> AIM OF THE EXERCISE: Please copy out each line of the listing that contains the word "LabelDef".

Segment Open

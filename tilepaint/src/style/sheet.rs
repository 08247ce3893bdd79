//! Declarative style sheets loaded from JSON.
//!
//! # Format
//!
//! ```json
//! {
//!   "paint": [
//!     {"data_layer": "water", "symbolizer": {"type": "fill", "fill": "#a0c8f0"}},
//!     {"data_layer": "roads", "min_zoom": 6, "filter": {"kind": "major"},
//!      "symbolizer": {"type": "line", "color": "#ffffff", "width": 2}}
//!   ],
//!   "labels": [
//!     {"data_layer": "places", "symbolizer": {"type": "text", "property": "name",
//!      "fill": "#333333", "halo": "#ffffffcc"}}
//!   ]
//! }
//! ```

use std::collections::BTreeMap;
use std::path::Path;

use ab_glyph::FontArc;
use serde::Deserialize;
use thiserror::Error;
use tiny_skia::{Color, LineCap};

use super::rule::{LabelRule, PaintRule, Rule};
use super::symbolizer::{
    CircleSymbolizer, FillSymbolizer, LabelSymbolizer, LineSymbolizer, PaintSymbolizer,
    TextSymbolizer,
};

/// Errors raised while loading a style sheet.
#[derive(Debug, Error)]
pub enum StyleError {
    #[error("Failed to read style: {0}")]
    Io(#[from] std::io::Error),

    #[error("Invalid style JSON: {0}")]
    Json(#[from] serde_json::Error),

    #[error("Invalid color '{0}'")]
    Color(String),

    /// A text rule needs a font but none was supplied.
    #[error("Text rule for layer '{0}' requires a font")]
    MissingFont(String),
}

/// A JSON style sheet.
#[derive(Debug, Clone, Default, Deserialize)]
pub struct StyleSheet {
    #[serde(default)]
    pub paint: Vec<RuleDef<PaintDef>>,
    #[serde(default)]
    pub labels: Vec<RuleDef<LabelDef>>,
}

/// One rule entry.
#[derive(Debug, Clone, Deserialize)]
pub struct RuleDef<S> {
    pub data_layer: String,
    #[serde(default)]
    pub min_zoom: u8,
    #[serde(default = "default_max_zoom")]
    pub max_zoom: u8,
    /// Property values that must all match.
    #[serde(default)]
    pub filter: BTreeMap<String, serde_json::Value>,
    pub symbolizer: S,
}

#[derive(Debug, Clone, Deserialize)]
#[serde(tag = "type", rename_all = "snake_case")]
pub enum PaintDef {
    Fill {
        fill: String,
        #[serde(default = "one")]
        opacity: f32,
        stroke: Option<String>,
        #[serde(default = "one")]
        width: f32,
    },
    Line {
        color: String,
        #[serde(default = "one")]
        width: f32,
        #[serde(default = "one")]
        opacity: f32,
        #[serde(default)]
        round: bool,
    },
    Circle {
        radius: f32,
        fill: String,
        stroke: Option<String>,
        #[serde(default = "one")]
        width: f32,
    },
}

#[derive(Debug, Clone, Deserialize)]
#[serde(tag = "type", rename_all = "snake_case")]
pub enum LabelDef {
    Text {
        property: String,
        #[serde(default = "default_text_size")]
        size: f32,
        fill: String,
        halo: Option<String>,
        #[serde(default = "default_halo_width")]
        halo_width: f32,
    },
    Marker {
        radius: f32,
        fill: String,
        stroke: Option<String>,
        #[serde(default = "one")]
        width: f32,
    },
}

fn default_max_zoom() -> u8 {
    u8::MAX
}

fn one() -> f32 {
    1.0
}

fn default_text_size() -> f32 {
    12.0
}

fn default_halo_width() -> f32 {
    2.0
}

impl StyleSheet {
    pub fn from_json_str(json: &str) -> Result<Self, StyleError> {
        Ok(serde_json::from_str(json)?)
    }

    pub fn load(path: impl AsRef<Path>) -> Result<Self, StyleError> {
        Self::from_json_str(&std::fs::read_to_string(path)?)
    }

    /// Builds the paint rules in declared order.
    pub fn paint_rules(&self) -> Result<Vec<PaintRule>, StyleError> {
        self.paint
            .iter()
            .map(|def| {
                let symbolizer = match &def.symbolizer {
                    PaintDef::Fill {
                        fill,
                        opacity,
                        stroke,
                        width,
                    } => {
                        let mut s = FillSymbolizer::new(parse_color(fill)?).with_opacity(*opacity);
                        if let Some(stroke) = stroke {
                            s = s.with_stroke(parse_color(stroke)?, *width);
                        }
                        PaintSymbolizer::Fill(s)
                    }
                    PaintDef::Line {
                        color,
                        width,
                        opacity,
                        round,
                    } => {
                        let mut s = LineSymbolizer::new(parse_color(color)?, *width)
                            .with_opacity(*opacity);
                        if *round {
                            s = s.with_cap(LineCap::Round);
                        }
                        PaintSymbolizer::Line(s)
                    }
                    PaintDef::Circle {
                        radius,
                        fill,
                        stroke,
                        width,
                    } => PaintSymbolizer::Circle(circle(*radius, fill, stroke.as_deref(), *width)?),
                };
                Ok(apply_def(def, symbolizer))
            })
            .collect()
    }

    /// Builds the label rules in declared order.
    ///
    /// Text rules use `font`; a sheet with text rules and no font fails.
    pub fn label_rules(&self, font: Option<&FontArc>) -> Result<Vec<LabelRule>, StyleError> {
        self.labels
            .iter()
            .map(|def| {
                let symbolizer = match &def.symbolizer {
                    LabelDef::Text {
                        property,
                        size,
                        fill,
                        halo,
                        halo_width,
                    } => {
                        let font = font
                            .cloned()
                            .ok_or_else(|| StyleError::MissingFont(def.data_layer.clone()))?;
                        let mut s =
                            TextSymbolizer::new(font, property.clone(), *size, parse_color(fill)?);
                        if let Some(halo) = halo {
                            s = s.with_halo(parse_color(halo)?, *halo_width);
                        }
                        LabelSymbolizer::Text(s)
                    }
                    LabelDef::Marker {
                        radius,
                        fill,
                        stroke,
                        width,
                    } => LabelSymbolizer::Marker(circle(*radius, fill, stroke.as_deref(), *width)?),
                };
                Ok(apply_def(def, symbolizer))
            })
            .collect()
    }

    /// Names of all data layers referenced by any rule.
    pub fn data_layers(&self) -> Vec<&str> {
        let mut layers: Vec<&str> = self
            .paint
            .iter()
            .map(|r| r.data_layer.as_str())
            .chain(self.labels.iter().map(|r| r.data_layer.as_str()))
            .collect();
        layers.sort_unstable();
        layers.dedup();
        layers
    }
}

fn circle(
    radius: f32,
    fill: &str,
    stroke: Option<&str>,
    width: f32,
) -> Result<CircleSymbolizer, StyleError> {
    let mut s = CircleSymbolizer::new(radius, parse_color(fill)?);
    if let Some(stroke) = stroke {
        s = s.with_stroke(parse_color(stroke)?, width);
    }
    Ok(s)
}

fn apply_def<D, S>(def: &RuleDef<D>, symbolizer: S) -> Rule<S> {
    let mut rule = Rule::<S> {
        data_layer: def.data_layer.clone(),
        min_zoom: def.min_zoom,
        max_zoom: def.max_zoom,
        filter: None,
        symbolizer,
    };
    if !def.filter.is_empty() {
        let wanted = def.filter.clone();
        rule = rule.with_filter(move |_, feature| {
            wanted
                .iter()
                .all(|(key, value)| feature.props.get(key) == Some(value))
        });
    }
    rule
}

/// Parses `#rgb`, `#rrggbb` or `#rrggbbaa`.
pub fn parse_color(s: &str) -> Result<Color, StyleError> {
    let err = || StyleError::Color(s.to_string());
    let hex = s.strip_prefix('#').ok_or_else(err)?;
    if !hex.chars().all(|c| c.is_ascii_hexdigit()) {
        return Err(err());
    }
    let byte = |i: usize| u8::from_str_radix(&hex[i..i + 2], 16).map_err(|_| err());
    let nibble = |i: usize| u8::from_str_radix(&hex[i..i + 1], 16).map(|v| v * 17).map_err(|_| err());

    match hex.len() {
        3 => Ok(Color::from_rgba8(nibble(0)?, nibble(1)?, nibble(2)?, 255)),
        6 => Ok(Color::from_rgba8(byte(0)?, byte(2)?, byte(4)?, 255)),
        8 => Ok(Color::from_rgba8(byte(0)?, byte(2)?, byte(4)?, byte(6)?)),
        _ => Err(err()),
    }
}
//! Tile sources.
//!
//! A tile source turns a tile coordinate into renderer-ready features. Three
//! concrete sources exist:
//!
//! - [`PmtilesSource`]: random-access reads from a PMTiles v3 archive
//! - [`ZxySource`]: a `{z}/{x}/{y}` templated Mapbox Vector Tile endpoint
//! - [`GeoJsonSource`]: on-demand vector tiling of a GeoJSON document
//!
//! The [`selector`] module classifies a polymorphic data descriptor into one
//! of them.
//!
//! # Dyn Compatibility
//!
//! [`TileSource`] returns boxed futures so sources can be held as
//! `Arc<dyn TileSource>` by the display cache.

mod geojson;
mod http;
mod mvt;
mod pmtiles;
pub mod selector;
mod zxy;

use std::future::Future;
use std::pin::Pin;

use thiserror::Error;

use crate::coord::TileCoord;
use crate::tile::LayerMap;

pub use self::geojson::GeoJsonSource;
pub use http::{AsyncHttpClient, ReqwestClient};
pub use mvt::decode_mvt;
pub use pmtiles::PmtilesSource;
pub use selector::{ConcreteSource, DataDescriptor};
pub use zxy::ZxySource;

#[cfg(test)]
pub use http::tests::MockAsyncHttpClient;

/// Boxed future type for dyn-compatible async methods.
pub type BoxFuture<'a, T> = Pin<Box<dyn Future<Output = T> + Send + 'a>>;

/// Errors raised while fetching or decoding tile data.
///
/// Payloads are strings so that one failure can be cloned to every caller
/// waiting on a shared resolution.
#[derive(Debug, Clone, PartialEq, Eq, Error)]
pub enum SourceError {
    /// The request could not be sent or the body could not be read.
    #[error("Request failed: {0}")]
    Fetch(String),

    /// The server answered with a non-success status.
    #[error("HTTP {status} from {url}")]
    Http { status: u16, url: String },

    /// The resource does not exist.
    #[error("Not found: {0}")]
    NotFound(String),

    /// Local file access failed.
    #[error("I/O error: {0}")]
    Io(String),

    /// The document is not valid JSON.
    #[error("Parse error: {0}")]
    Parse(String),

    /// The archive is malformed or uses an unsupported feature.
    #[error("Archive error: {0}")]
    Archive(String),

    /// A tile payload could not be decompressed or decoded.
    #[error("Decode error: {0}")]
    Decode(String),

    /// The vector tile index could not be built.
    #[error("Tile index error: {0}")]
    Index(String),
}

impl From<std::io::Error> for SourceError {
    fn from(e: std::io::Error) -> Self {
        SourceError::Io(e.to_string())
    }
}

/// A source of vector tile data.
///
/// # Arguments (for `get`)
///
/// * `coord` - The tile to fetch
/// * `tile_size` - Edge length in pixels that feature coordinates are scaled to
///
/// An empty [`LayerMap`] means the tile has no data; that is not an error.
pub trait TileSource: Send + Sync {
    fn get(&self, coord: TileCoord, tile_size: u32) -> BoxFuture<'_, Result<LayerMap, SourceError>>;
}

#[cfg(test)]
mod tests {
    use super::*;

    #[test]
    fn test_error_display() {
        let err = SourceError::Http {
            status: 500,
            url: "https://example.com/a.geojson".to_string(),
        };
        assert_eq!(err.to_string(), "HTTP 500 from https://example.com/a.geojson");
    }

    #[test]
    fn test_io_error_conversion() {
        let io = std::io::Error::new(std::io::ErrorKind::NotFound, "missing");
        let err: SourceError = io.into();
        assert!(matches!(err, SourceError::Io(msg) if msg.contains("missing")));
    }
}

Segment Closed

> SOLVED PROBLEM:
    pub labels: Vec<RuleDef<LabelDef>>,
pub enum LabelDef {
                    LabelDef::Text {
                    LabelDef::Marker {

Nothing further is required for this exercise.